Clement Vann Rogers (January 11, 1839 – October 28, 1911), known often as "Uncle Clem," was a cattle baron and prominent Cherokee politician and judge in Indian Territory. Clem Rogers' parents were both mixed-blood Cherokees who moved to Indian Territory in 1832, several years before the Trail of Tears. Before the American Civil War, Clem allied with the "Treaty Party", a Cherokee faction that supported signing the Treaty of New Echota. When the Civil War broke out, Clem enlisted in the Confederate Army, and served under General Stand Watie. After the war, he became active in Cherokee politics, first elected as a judge in the Cooweescoowee District, then served five terms in the Cherokee Senate. He later served as a delegate to the Oklahoma Constitutional Convention. Rogers was the father of entertainer Will Rogers.

When Oklahoma became a state in 1907, the former Cherokee Districts were dissolved and replaced by new counties.

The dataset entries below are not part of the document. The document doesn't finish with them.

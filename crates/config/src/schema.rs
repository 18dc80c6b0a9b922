//! Telemetry configuration schema, defaults, validation, and normalization.
//!
//! - Deserialization uses `serde` (JSON or TOML) with camelCase keys.
//! - Validation is manual and returns typed errors mapped to `ErrorEnvelope`.
//! - Normalization trims strings and fills defaults for blank fields.

use scantel_shared::{ErrorCode, ErrorEnvelope, redact_endpoint};
use serde::{Deserialize, Serialize};
use std::fmt;
use std::time::Duration;
use url::Url;

/// Current supported configuration schema version.
pub const CURRENT_CONFIG_VERSION: u32 = 1;

/// Default OTLP/HTTP collector endpoint.
pub const DEFAULT_METRICS_ENDPOINT: &str = "http://localhost:4318";
/// Default `service.name` resource attribute.
pub const DEFAULT_SERVICE_NAME: &str = "scantel";
/// Default periodic export interval.
pub const DEFAULT_COLLECTION_INTERVAL_MS: u64 = 10_000;
/// Default snapshot file prefix.
pub const DEFAULT_FILE_PREFIX: &str = "scantel";

const COLLECTION_INTERVAL_MIN_MS: u64 = 100;
const COLLECTION_INTERVAL_MAX_MS: u64 = 3_600_000;
const OTLP_METRICS_PATH: &str = "v1/metrics";

/// Top-level telemetry configuration.
#[derive(Debug, Clone, PartialEq, Eq, Serialize, Deserialize)]
#[serde(rename_all = "camelCase", deny_unknown_fields, default)]
pub struct TelemetryConfig {
    /// Schema version for forward-compatible migrations.
    pub version: u32,
    /// Remote metering backend settings.
    pub metrics: MetricsConfig,
    /// On-disk resource exporter settings.
    pub exporter: ExporterConfig,
}

impl Default for TelemetryConfig {
    fn default() -> Self {
        Self {
            version: CURRENT_CONFIG_VERSION,
            metrics: MetricsConfig::default(),
            exporter: ExporterConfig::default(),
        }
    }
}
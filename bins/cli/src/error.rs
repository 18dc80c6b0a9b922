use scantel_shared::{ErrorCode, ErrorEnvelope, ErrorKind};
use std::fmt;

#[derive(Debug, Clone, Copy, PartialEq, Eq)]
pub enum ExitCode {
    Ok = 0,
    InvalidInput = 2,
    Io = 3,
    Internal = 1,
}

impl ExitCode {
    #[must_use]
    pub const fn as_u8(self) -> u8 {
        self as u8
    }

    /// Map a telemetry error to the process exit code.
    ///
    /// I/O family → 3; caller mistakes and rejected instrument names → 2;
    /// everything else → 1.
    #[must_use]
    pub fn for_envelope(error: &ErrorEnvelope) -> Self {
        if error.code.is_io_family() {
            Self::Io
        } else if error.kind == ErrorKind::Expected
            || error.has_code(&ErrorCode::instrument_creation())
        {
            Self::InvalidInput
        } else {
            Self::Internal
        }
    }
}

#[derive(Debug)]
pub enum CliError {
    InvalidInput(String),
    Io(std::io::Error),
    Serialization(serde_json::Error),
}

impl CliError {
    #[must_use]
    pub const fn exit_code(&self) -> ExitCode {
        match self {
            Self::InvalidInput(_) => ExitCode::InvalidInput,
            Self::Io(_) => ExitCode::Io,
            Self::Serialization(_) => ExitCode::Internal,
        }
    }
}

impl fmt::Display for CliError {
    fn fmt(&self, formatter: &mut fmt::Formatter<'_>) -> fmt::Result {
        match self {
            Self::InvalidInput(message) => write!(formatter, "invalid input: {message}"),
            Self::Io(error) => write!(formatter, "io error: {error}"),
            Self::Serialization(error) => write!(formatter, "serialization error: {error}"),
        }
    }
}

impl std::error::Error for CliError {}

impl From<std::io::Error> for CliError {
    fn from(error: std::io::Error) -> Self {
        Self::Io(error)
    }
}

impl From<serde_json::Error> for CliError {
    fn from(error: serde_json::Error) -> Self {
        Self::Serialization(error)
    }
}

#[cfg(test)]
mod tests {
    use super::*;

    #[test]
    fn envelope_exit_codes() {
        let missing: ErrorEnvelope =
            std::io::Error::new(std::io::ErrorKind::NotFound, "gone").into();
        assert_eq!(ExitCode::for_envelope(&missing), ExitCode::Io);
        assert_eq!(
            ExitCode::for_envelope(&ErrorEnvelope::invalid_argument("negative delta")),
            ExitCode::InvalidInput
        );
        assert_eq!(
            ExitCode::for_envelope(&ErrorEnvelope::instrument_creation("1x", "bad name")),
            ExitCode::InvalidInput
        );
        assert_eq!(
            ExitCode::for_envelope(&ErrorEnvelope::parse("short cpu line")),
            ExitCode::Internal
        );
    }

    #[test]
    fn cli_error_exit_codes() -> Result<(), Box<dyn std::error::Error>> {
        let serialization_error = match serde_json::from_str::<serde_json::Value>("not-json") {
            Ok(_) => return Err("expected serialization error".into()),
            Err(error) => CliError::Serialization(error),
        };
        assert_eq!(serialization_error.exit_code(), ExitCode::Internal);
        assert_eq!(
            CliError::Io(std::io::Error::other("io")).exit_code(),
            ExitCode::Io
        );
        assert_eq!(
            CliError::InvalidInput("bad".to_string()).exit_code(),
            ExitCode::InvalidInput
        );
        Ok(())
    }
}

One of the counties created from the former Cooweescoowee District, Rogers County, Oklahoma, was named in honor of Clement Rogers.

==Family lineage==
Rogers's parents, Robert Rogers Jr. (1815 - 1842) and Sallie Vann (1818 - 1882), "came from Georgia before the main removal of the Cherokees in 1838." (Note: Robert and Sallie migrated from Georgia to the Arkansas Territory in 1832. They would move again to Indian Territory in 1835. p. 37)

Roger's paternal grandfather was Robert Rogers Sr., a Scotch-Irish immigrant and trader, who came to the area now known as West Virginia in 1800. Settling there, he married a half-Cherokee woman named Lucy Cordery. Robert Jr. was their first son.

By the time the U.S. Congress passed the Indian Removal Act in 1830, Robert Sr. had died and Lucy Cordery had brought her family to live in Georgia. After a group of mostly mixed-blood Cherokees signed the Treaty of New Echota in 1830, they decided that migrating west was inevitable and moved in 1832 to a tract of land near the boundary of Arkansas Territory and Indian Territory.

Roger's mother Sallie was also from a mixed-blood family and was said to be three-eighths Cherokee. She was a sister of David Vann, who was closely related to the Cherokee chief James Vann.

Robert Jr. and Sallie built a two-story, five-room house near the community of Westville, in the Goingsnake District of Indian Territory (what is now Maysville, Oklahoma), where Robert established a prosperous farm. Their first child, Rogers' sister Margaret, was born there in 1836. Rogers was born there on January 11, 1839.

==Early life==
Robert Rogers Jr. died when Clem was very young. His mother Sallie remarried to a man named William Musgrove.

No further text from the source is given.